---------- Supplied material

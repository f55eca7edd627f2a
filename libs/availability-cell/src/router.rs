use std::sync::Arc;

use axum::{
    routing::{delete, get, post, put},
    Router,
};

use shared_database::SchedulingStore;

use crate::handlers;

pub fn availability_routes(store: Arc<SchedulingStore>) -> Router {
    Router::new()
        // Calendar editing (doctor/admin surface)
        .route(
            "/{doctor_id}/availability/{service}/{date}",
            put(handlers::upsert_day)
                .get(handlers::get_day)
                .patch(handlers::set_day_availability),
        )
        .route(
            "/{doctor_id}/availability/{service}/{date}/slots",
            post(handlers::add_slot),
        )
        .route(
            "/{doctor_id}/availability/{service}/{date}/slots/{time}",
            delete(handlers::remove_slot),
        )
        // Booking read path (patient surface)
        .route("/{doctor_id}/free-slots", get(handlers::list_free_slots))
        .with_state(store)
}
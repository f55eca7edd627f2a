// libs/availability-cell/src/handlers.rs
use std::sync::Arc;

use axum::{
    extract::{Path, Query, State},
    Json,
};
use chrono::NaiveDate;
use serde_json::{json, Value};
use uuid::Uuid;

use shared_database::SchedulingStore;
use shared_models::{AppError, DayKey, ServiceKind, SlotTime};

use crate::models::{AddSlotRequest, FreeSlotsQuery, SetDayAvailabilityRequest, UpsertDayRequest};
use crate::services::calendar::CalendarEditorService;
use crate::services::slots::SlotResolverService;

#[axum::debug_handler]
pub async fn get_day(
    State(store): State<Arc<SchedulingStore>>,
    Path((doctor_id, service, date)): Path<(Uuid, ServiceKind, NaiveDate)>,
) -> Result<Json<Value>, AppError> {
    let editor = CalendarEditorService::new(store);

    let day = editor
        .get_day(&DayKey::new(doctor_id, service, date))
        .await?;

    Ok(Json(json!(day)))
}

#[axum::debug_handler]
pub async fn upsert_day(
    State(store): State<Arc<SchedulingStore>>,
    Path((doctor_id, service, date)): Path<(Uuid, ServiceKind, NaiveDate)>,
    Json(request): Json<UpsertDayRequest>,
) -> Result<Json<Value>, AppError> {
    let editor = CalendarEditorService::new(store);

    let day = editor
        .upsert_day(DayKey::new(doctor_id, service, date), request)
        .await?;

    Ok(Json(json!(day)))
}

#[axum::debug_handler]
pub async fn add_slot(
    State(store): State<Arc<SchedulingStore>>,
    Path((doctor_id, service, date)): Path<(Uuid, ServiceKind, NaiveDate)>,
    Json(request): Json<AddSlotRequest>,
) -> Result<Json<Value>, AppError> {
    let editor = CalendarEditorService::new(store);

    let day = editor
        .add_slot(&DayKey::new(doctor_id, service, date), request.time)
        .await?;

    Ok(Json(json!(day)))
}

#[axum::debug_handler]
pub async fn remove_slot(
    State(store): State<Arc<SchedulingStore>>,
    Path((doctor_id, service, date, time)): Path<(Uuid, ServiceKind, NaiveDate, SlotTime)>,
) -> Result<Json<Value>, AppError> {
    let editor = CalendarEditorService::new(store);

    let day = editor
        .remove_slot(&DayKey::new(doctor_id, service, date), &time)
        .await?;

    Ok(Json(json!(day)))
}

#[axum::debug_handler]
pub async fn set_day_availability(
    State(store): State<Arc<SchedulingStore>>,
    Path((doctor_id, service, date)): Path<(Uuid, ServiceKind, NaiveDate)>,
    Json(request): Json<SetDayAvailabilityRequest>,
) -> Result<Json<Value>, AppError> {
    let editor = CalendarEditorService::new(store);

    let day = editor
        .set_day_availability(&DayKey::new(doctor_id, service, date), request.is_available)
        .await?;

    Ok(Json(json!(day)))
}

#[axum::debug_handler]
pub async fn list_free_slots(
    State(store): State<Arc<SchedulingStore>>,
    Path(doctor_id): Path<Uuid>,
    Query(query): Query<FreeSlotsQuery>,
) -> Result<Json<Value>, AppError> {
    let resolver = SlotResolverService::new(store);

    let response = resolver
        .list_free_slots(doctor_id, query.service, query.from, query.to)
        .await?;

    let total = response.slots.len();
    Ok(Json(json!({
        "doctor_id": response.doctor_id,
        "service": response.service,
        "from": response.from,
        "to": response.to,
        "slots": response.slots,
        "total": total
    })))
}
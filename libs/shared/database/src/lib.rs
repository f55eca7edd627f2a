mod snapshot;
pub mod store;

pub use store::{AppointmentFilter, SchedulingStore};
// libs/availability-cell/src/services/calendar.rs
use std::collections::BTreeSet;
use std::sync::Arc;

use tracing::debug;

use shared_database::SchedulingStore;
use shared_models::{AvailabilityDay, DayKey, SchedulingError, SlotTime};

use crate::models::UpsertDayRequest;

/// Administrative mutation path for a doctor's calendar.
///
/// This service owns `offered_slots` and `is_available`; slot occupancy is
/// the scheduler's. Booked time is immutable from here: any edit that would
/// drop a booked slot is refused in full, and day responses always carry
/// `booked_slots` so editing UIs can render those slots as locked.
#[derive(Clone)]
pub struct CalendarEditorService {
    store: Arc<SchedulingStore>,
}

impl CalendarEditorService {
    pub fn new(store: Arc<SchedulingStore>) -> Self {
        Self { store }
    }

    pub async fn get_day(&self, key: &DayKey) -> Result<AvailabilityDay, SchedulingError> {
        debug!("Fetching calendar day {}", key);
        self.store
            .get_day(key)
            .await
            .ok_or_else(|| SchedulingError::NotFound(format!("No calendar day {}", key)))
    }

    /// Publish or replace the offered slots for a day.
    pub async fn upsert_day(
        &self,
        key: DayKey,
        request: UpsertDayRequest,
    ) -> Result<AvailabilityDay, SchedulingError> {
        debug!(
            "Upserting calendar day {} with {} slots",
            key,
            request.offered_slots.len()
        );
        self.store
            .upsert_day(key, request.offered_slots, request.is_available)
            .await
    }

    pub async fn add_slot(
        &self,
        key: &DayKey,
        time: SlotTime,
    ) -> Result<AvailabilityDay, SchedulingError> {
        self.store.add_slot(key, time).await
    }

    /// Withdraw an offered slot; fails with a conflict while it is booked.
    pub async fn remove_slot(
        &self,
        key: &DayKey,
        time: &SlotTime,
    ) -> Result<AvailabilityDay, SchedulingError> {
        self.store.remove_slot(key, time).await
    }

    /// Hide or expose a day to the slot resolver. Existing appointments on
    /// the day are untouched either way.
    pub async fn set_day_availability(
        &self,
        key: &DayKey,
        is_available: bool,
    ) -> Result<AvailabilityDay, SchedulingError> {
        self.store.set_day_availability(key, is_available).await
    }

    /// The slots an editing UI must render as locked for a day.
    pub async fn locked_slots(&self, key: &DayKey) -> Result<BTreeSet<SlotTime>, SchedulingError> {
        Ok(self.get_day(key).await?.booked_slots)
    }
}
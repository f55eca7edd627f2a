use std::env;
use std::path::PathBuf;

use tracing::warn;

#[derive(Debug, Clone)]
pub struct AppConfig {
    pub port: u16,
    pub snapshot_path: Option<PathBuf>,
}

impl AppConfig {
    pub fn from_env() -> Self {
        let port = match env::var("SCHEDULING_API_PORT") {
            Ok(raw) => raw.parse().unwrap_or_else(|_| {
                warn!("SCHEDULING_API_PORT is not a valid port, using 3000");
                3000
            }),
            Err(_) => 3000,
        };

        let snapshot_path = env::var("SCHEDULING_SNAPSHOT_PATH")
            .map(PathBuf::from)
            .ok();

        if snapshot_path.is_none() {
            warn!("SCHEDULING_SNAPSHOT_PATH not set, calendar state will not be persisted");
        }

        Self {
            port,
            snapshot_path,
        }
    }

    pub fn is_persistent(&self) -> bool {
        self.snapshot_path.is_some()
    }
}
use axum::{
    http::StatusCode,
    response::{IntoResponse, Response},
    Json,
};
use chrono::NaiveDate;
use serde::{Deserialize, Serialize};
use serde_json::json;
use thiserror::Error;

use crate::scheduling::{AppointmentStatus, SlotTime};

/// Typed scheduling failures. Every rejected mutation leaves state unchanged;
/// none of these are retried by the core.
#[derive(Debug, Clone, Serialize, Deserialize, Error, PartialEq)]
pub enum SchedulingError {
    #[error("Slot {time} on {date} is no longer available")]
    SlotUnavailable { date: NaiveDate, time: SlotTime },

    #[error("Conflict: {0}")]
    Conflict(String),

    #[error("Not found: {0}")]
    NotFound(String),

    #[error("Operation not allowed in status '{status}'")]
    InvalidState { status: AppointmentStatus },

    #[error("Validation error: {0}")]
    Validation(String),
}

#[derive(Error, Debug)]
pub enum AppError {
    #[error("Not Found: {0}")]
    NotFound(String),

    #[error("Bad Request: {0}")]
    BadRequest(String),

    #[error("Internal Server Error: {0}")]
    Internal(String),

    #[error("Validation error: {0}")]
    ValidationError(String),

    #[error("Conflict: {0}")]
    Conflict(String),
}

impl From<SchedulingError> for AppError {
    fn from(err: SchedulingError) -> Self {
        match &err {
            SchedulingError::SlotUnavailable { .. } => AppError::Conflict(err.to_string()),
            SchedulingError::Conflict(_) => AppError::Conflict(err.to_string()),
            SchedulingError::NotFound(_) => AppError::NotFound(err.to_string()),
            SchedulingError::InvalidState { .. } => AppError::Conflict(err.to_string()),
            SchedulingError::Validation(_) => AppError::ValidationError(err.to_string()),
        }
    }
}

impl IntoResponse for AppError {
    fn into_response(self) -> Response {
        let (status, message) = match &self {
            AppError::NotFound(msg) => (StatusCode::NOT_FOUND, msg),
            AppError::BadRequest(msg) => (StatusCode::BAD_REQUEST, msg),
            AppError::Internal(msg) => (StatusCode::INTERNAL_SERVER_ERROR, msg),
            AppError::ValidationError(msg) => (StatusCode::BAD_REQUEST, msg),
            AppError::Conflict(msg) => (StatusCode::CONFLICT, msg),
        };

        tracing::error!("Error: {}: {}", status, message);

        let body = Json(json!({
            "error": message
        }));

        (status, body).into_response()
    }
}
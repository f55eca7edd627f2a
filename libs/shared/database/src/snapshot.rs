// libs/shared/database/src/snapshot.rs
//
// JSON snapshot persistence for the scheduling store. Writes go to a
// sibling temp file first and are moved into place with a rename, so a
// crash mid-write never leaves a truncated snapshot behind.

use std::fs;
use std::path::Path;

use anyhow::{Context, Result};
use tracing::debug;

use crate::store::StoreState;

pub(crate) fn load(path: &Path) -> Result<Option<StoreState>> {
    if !path.exists() {
        debug!("No scheduling snapshot at {}", path.display());
        return Ok(None);
    }

    let raw = fs::read_to_string(path)
        .with_context(|| format!("Failed to read snapshot {}", path.display()))?;
    let state: StoreState = serde_json::from_str(&raw)
        .with_context(|| format!("Failed to parse snapshot {}", path.display()))?;

    Ok(Some(state))
}

pub(crate) fn save(path: &Path, state: &StoreState) -> Result<()> {
    if let Some(parent) = path.parent() {
        if !parent.as_os_str().is_empty() {
            fs::create_dir_all(parent)
                .with_context(|| format!("Failed to create snapshot dir {}", parent.display()))?;
        }
    }

    let raw = serde_json::to_string_pretty(state).context("Failed to serialize snapshot")?;

    let tmp = path.with_extension("json.tmp");
    fs::write(&tmp, raw)
        .with_context(|| format!("Failed to write snapshot {}", tmp.display()))?;
    fs::rename(&tmp, path)
        .with_context(|| format!("Failed to move snapshot into place at {}", path.display()))?;

    Ok(())
}
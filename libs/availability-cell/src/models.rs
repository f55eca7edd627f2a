// libs/availability-cell/src/models.rs
use std::collections::BTreeSet;

use chrono::NaiveDate;
use serde::{Deserialize, Serialize};
use uuid::Uuid;

use shared_models::{ServiceKind, SlotTime};

// ==============================================================================
// CALENDAR EDITOR REQUESTS
// ==============================================================================

/// Whole-day update: the complete set of offered slots plus the visibility
/// flag. Partial applies are not a thing; the store accepts or rejects the
/// update as one unit.
#[derive(Debug, Clone, Deserialize)]
pub struct UpsertDayRequest {
    pub offered_slots: BTreeSet<SlotTime>,
    #[serde(default = "default_available")]
    pub is_available: bool,
}

fn default_available() -> bool {
    true
}

#[derive(Debug, Clone, Deserialize)]
pub struct AddSlotRequest {
    pub time: SlotTime,
}

#[derive(Debug, Clone, Deserialize)]
pub struct SetDayAvailabilityRequest {
    pub is_available: bool,
}

// ==============================================================================
// SLOT RESOLVER
// ==============================================================================

/// One bookable (date, time) pair, as surfaced to booking UIs.
#[derive(Debug, Clone, Serialize, Deserialize, PartialEq, Eq)]
pub struct FreeSlot {
    pub date: NaiveDate,
    pub time: SlotTime,
}

#[derive(Debug, Clone, Deserialize)]
pub struct FreeSlotsQuery {
    pub service: ServiceKind,
    pub from: NaiveDate,
    pub to: Option<NaiveDate>,
}

/// Range limits for free-slot queries.
#[derive(Debug, Clone)]
pub struct SlotQueryRules {
    pub default_range_days: i64,
    pub max_range_days: i64,
}

impl Default for SlotQueryRules {
    fn default() -> Self {
        Self {
            default_range_days: 13,
            max_range_days: 90,
        }
    }
}

#[derive(Debug, Clone, Serialize)]
pub struct FreeSlotsResponse {
    pub doctor_id: Uuid,
    pub service: ServiceKind,
    pub from: NaiveDate,
    pub to: NaiveDate,
    pub slots: Vec<FreeSlot>,
}
use std::sync::Arc;

use axum::{routing::get, Router};

use appointment_cell::router::appointment_routes;
use availability_cell::router::availability_routes;
use shared_database::SchedulingStore;

pub fn create_router(store: Arc<SchedulingStore>) -> Router {
    Router::new()
        .route("/", get(|| async { "Scheduling API is running!" }))
        .nest("/doctors", availability_routes(store.clone()))
        .nest("/appointments", appointment_routes(store))
}
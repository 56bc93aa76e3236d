//! Async row cursor fed by a statement stepping on the blocking pool.
//!
//! The blocking task owns the connection lock for the life of the statement. It sends the
//! column layout over a oneshot and then one row per message over a bounded channel, so at
//! most [`ROW_CHANNEL_CAPACITY`] rows are buffered ahead of the consumer.

use std::sync::Arc;

use async_trait::async_trait;
use rusqlite::InterruptHandle;
use tokio::sync::{mpsc, oneshot};
use tokio_util::sync::CancellationToken;

use crate::error::SqlFluentDbError;
use crate::results::{BufferedRecord, Record, ResultSchema, RowCursor};
use crate::types::DbValue;

pub(crate) const ROW_CHANNEL_CAPACITY: usize = 64;

pub(crate) type SchemaSender = oneshot::Sender<Result<ResultSchema, SqlFluentDbError>>;
pub(crate) type RowSender = mpsc::Sender<Result<Vec<DbValue>, SqlFluentDbError>>;
type RowReceiver = mpsc::Receiver<Result<Vec<DbValue>, SqlFluentDbError>>;

pub(crate) struct SqliteRowCursor {
    schema: ResultSchema,
    rows: RowReceiver,
    interrupt: Arc<InterruptHandle>,
    current: Option<BufferedRecord>,
    finished: bool,
}

impl SqliteRowCursor {
    pub(crate) fn new(
        schema: ResultSchema,
        rows: RowReceiver,
        interrupt: Arc<InterruptHandle>,
    ) -> Self {
        Self {
            schema,
            rows,
            interrupt,
            current: None,
            finished: false,
        }
    }

    fn stop(&mut self) {
        self.current = None;
        self.finished = true;
    }
}

#[async_trait]
impl RowCursor for SqliteRowCursor {
    fn schema(&self) -> &ResultSchema {
        &self.schema
    }

    async fn advance(&mut self, cancel: &CancellationToken) -> Result<bool, SqlFluentDbError> {
        if self.finished {
            return Ok(false);
        }
        let next = tokio::select! {
            biased;
            () = cancel.cancelled() => {
                self.interrupt.interrupt();
                self.stop();
                tracing::debug!("sqlite reader interrupted by cancellation");
                return Err(SqlFluentDbError::Cancelled);
            }
            next = self.rows.recv() => next,
        };
        match next {
            Some(Ok(values)) => {
                self.current = Some(BufferedRecord::new(self.schema.clone(), values));
                Ok(true)
            }
            Some(Err(err)) => {
                self.stop();
                Err(err)
            }
            None => {
                self.stop();
                Ok(false)
            }
        }
    }

    fn current(&self) -> Option<&dyn Record> {
        self.current.as_ref().map(|r| r as &dyn Record)
    }
}

impl Drop for SqliteRowCursor {
    // Abandoned mid-scan: stop the statement instead of letting it step until its next send.
    fn drop(&mut self) {
        if !self.finished {
            self.interrupt.interrupt();
        }
    }
}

--------------------

### What is being asked
Starting with the first line above and ending with the line that holds "pub fn availability_routes(store: Arc<SchedulingStore>)", restate each line word for word and add nothing else.

### Answer to this task
repository f55eca7edd627f2a
filename libs/availability-cell/src/router.rs
use std::sync::Arc;

use axum::{
    routing::{delete, get, post, put},
    Router,
};

use shared_database::SchedulingStore;

use crate::handlers;

pub fn availability_routes(store: Arc<SchedulingStore>) -> Router {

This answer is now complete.